Brief —
When you reach the records, transcribe each one exactly.

Stored data:

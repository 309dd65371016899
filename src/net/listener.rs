//! TCP listener implementation with backpressure.
//!
//! # Responsibilities
//! - Bind to the configured address
//! - Accept incoming TCP connections
//! - Enforce max_connections limit via semaphore

use std::net::SocketAddr;
use std::sync::Arc;

use tokio::net::{TcpListener, TcpStream};
use tokio::sync::{OwnedSemaphorePermit, Semaphore};

use crate::config::ListenerConfig;

/// Error type for listener operations.
#[derive(Debug)]
pub enum ListenerError {
    /// Failed to bind to address.
    Bind(std::io::Error),
    /// Failed to accept connection.
    Accept(std::io::Error),
    /// The connection limit semaphore was closed.
    Closed,
}

impl std::fmt::Display for ListenerError {
    fn fmt(&self, f: &mut std::fmt::Formatter<'_>) -> std::fmt::Result {
        match self {
            ListenerError::Bind(e) => write!(f, "Failed to bind: {}", e),
            ListenerError::Accept(e) => write!(f, "Failed to accept: {}", e),
            ListenerError::Closed => write!(f, "Listener closed"),
        }
    }
}

impl std::error::Error for ListenerError {}

/// A bounded TCP listener that limits concurrent connections.
///
/// When the limit is reached, accepting waits until a slot is released.
pub struct Listener {
    inner: TcpListener,
    connection_limit: Arc<Semaphore>,
    max_connections: usize,
}

impl Listener {
    /// Bind to the configured address with connection limits.
    pub async fn bind(config: &ListenerConfig) -> Result<Self, ListenerError> {
        let addr: SocketAddr = config.bind_address.parse().map_err(|e| {
            ListenerError::Bind(std::io::Error::new(std::io::ErrorKind::InvalidInput, e))
        })?;

        let listener = TcpListener::bind(addr).await.map_err(ListenerError::Bind)?;
        Self::from_tcp(listener, config.max_connections)
    }

    /// Wrap an already bound listener.
    pub fn from_tcp(listener: TcpListener, max_connections: usize) -> Result<Self, ListenerError> {
        let local_addr = listener.local_addr().map_err(ListenerError::Bind)?;

        tracing::info!(
            address = %local_addr,
            max_connections,
            "Listener bound"
        );

        Ok(Self {
            inner: listener,
            connection_limit: Arc::new(Semaphore::new(max_connections)),
            max_connections,
        })
    }

    /// Accept a new connection, respecting the connection limit.
    ///
    /// The returned permit must be held for the connection's lifetime.
    pub async fn accept(&self) -> Result<(TcpStream, SocketAddr, ConnectionPermit), ListenerError> {
        let permit = self
            .connection_limit
            .clone()
            .acquire_owned()
            .await
            .map_err(|_| ListenerError::Closed)?;

        let (stream, addr) = self.inner.accept().await.map_err(ListenerError::Accept)?;

        tracing::debug!(
            peer_addr = %addr,
            available_permits = self.connection_limit.available_permits(),
            "Connection accepted"
        );

        Ok((stream, addr, ConnectionPermit { _permit: permit }))
    }

    pub fn local_addr(&self) -> Result<SocketAddr, std::io::Error> {
        self.inner.local_addr()
    }

    pub fn available_permits(&self) -> usize {
        self.connection_limit.available_permits()
    }

    pub fn max_connections(&self) -> usize {
        self.max_connections
    }
}

/// A connection slot, released when dropped.
#[derive(Debug)]
pub struct ConnectionPermit {
    _permit: OwnedSemaphorePermit,
}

Your solution —
repository 309dd65371016899
filename src/net/listener.rs
//! TCP listener implementation with backpressure.
//!
//! # Responsibilities
//! - Bind to the configured address
//! - Accept incoming TCP connections
//! - Enforce max_connections limit via semaphore

use std::net::SocketAddr;
use std::sync::Arc;

use tokio::net::{TcpListener, TcpStream};
use tokio::sync::{OwnedSemaphorePermit, Semaphore};

use crate::config::ListenerConfig;

/// Error type for listener operations.
#[derive(Debug)]
pub enum ListenerError {
    /// Failed to bind to address.
    Bind(std::io::Error),
    /// Failed to accept connection.
    Accept(std::io::Error),
    /// The connection limit semaphore was closed.
    Closed,
}

impl std::fmt::Display for ListenerError {
    fn fmt(&self, f: &mut std::fmt::Formatter<'_>) -> std::fmt::Result {
        match self {
            ListenerError::Bind(e) => write!(f, "Failed to bind: {}", e),
            ListenerError::Accept(e) => write!(f, "Failed to accept: {}", e),
            ListenerError::Closed => write!(f, "Listener closed"),
        }
    }
}

impl std::error::Error for ListenerError {}

/// A bounded TCP listener that limits concurrent connections.
///
/// When the limit is reached, accepting waits until a slot is released.
pub struct Listener {
    inner: TcpListener,
    connection_limit: Arc<Semaphore>,
    max_connections: usize,
}

impl Listener {
    /// Bind to the configured address with connection limits.
    pub async fn bind(config: &ListenerConfig) -> Result<Self, ListenerError> {
        let addr: SocketAddr = config.bind_address.parse().map_err(|e| {
            ListenerError::Bind(std::io::Error::new(std::io::ErrorKind::InvalidInput, e))
        })?;

        let listener = TcpListener::bind(addr).await.map_err(ListenerError::Bind)?;
        Self::from_tcp(listener, config.max_connections)
    }

    /// Wrap an already bound listener.
    pub fn from_tcp(listener: TcpListener, max_connections: usize) -> Result<Self, ListenerError> {
        let local_addr = listener.local_addr().map_err(ListenerError::Bind)?;

        tracing::info!(
            address = %local_addr,
            max_connections,
            "Listener bound"
        );

        Ok(Self {
            inner: listener,
            connection_limit: Arc::new(Semaphore::new(max_connections)),
            max_connections,
        })
    }

    /// Accept a new connection, respecting the connection limit.
    ///
    /// The returned permit must be held for the connection's lifetime.
    pub async fn accept(&self) -> Result<(TcpStream, SocketAddr, ConnectionPermit), ListenerError> {
        let permit = self
            .connection_limit
            .clone()
            .acquire_owned()
            .await
            .map_err(|_| ListenerError::Closed)?;

        let (stream, addr) = self.inner.accept().await.map_err(ListenerError::Accept)?;

        tracing::debug!(
            peer_addr = %addr,
            available_permits = self.connection_limit.available_permits(),
            "Connection accepted"
        );

        Ok((stream, addr, ConnectionPermit { _permit: permit }))
    }

    pub fn local_addr(&self) -> Result<SocketAddr, std::io::Error> {
        self.inner.local_addr()
    }

    pub fn available_permits(&self) -> usize {
        self.connection_limit.available_permits()
    }

    pub fn max_connections(&self) -> usize {
        self.max_connections
    }
}

/// A connection slot, released when dropped.
#[derive(Debug)]
pub struct ConnectionPermit {
    _permit: OwnedSemaphorePermit,
}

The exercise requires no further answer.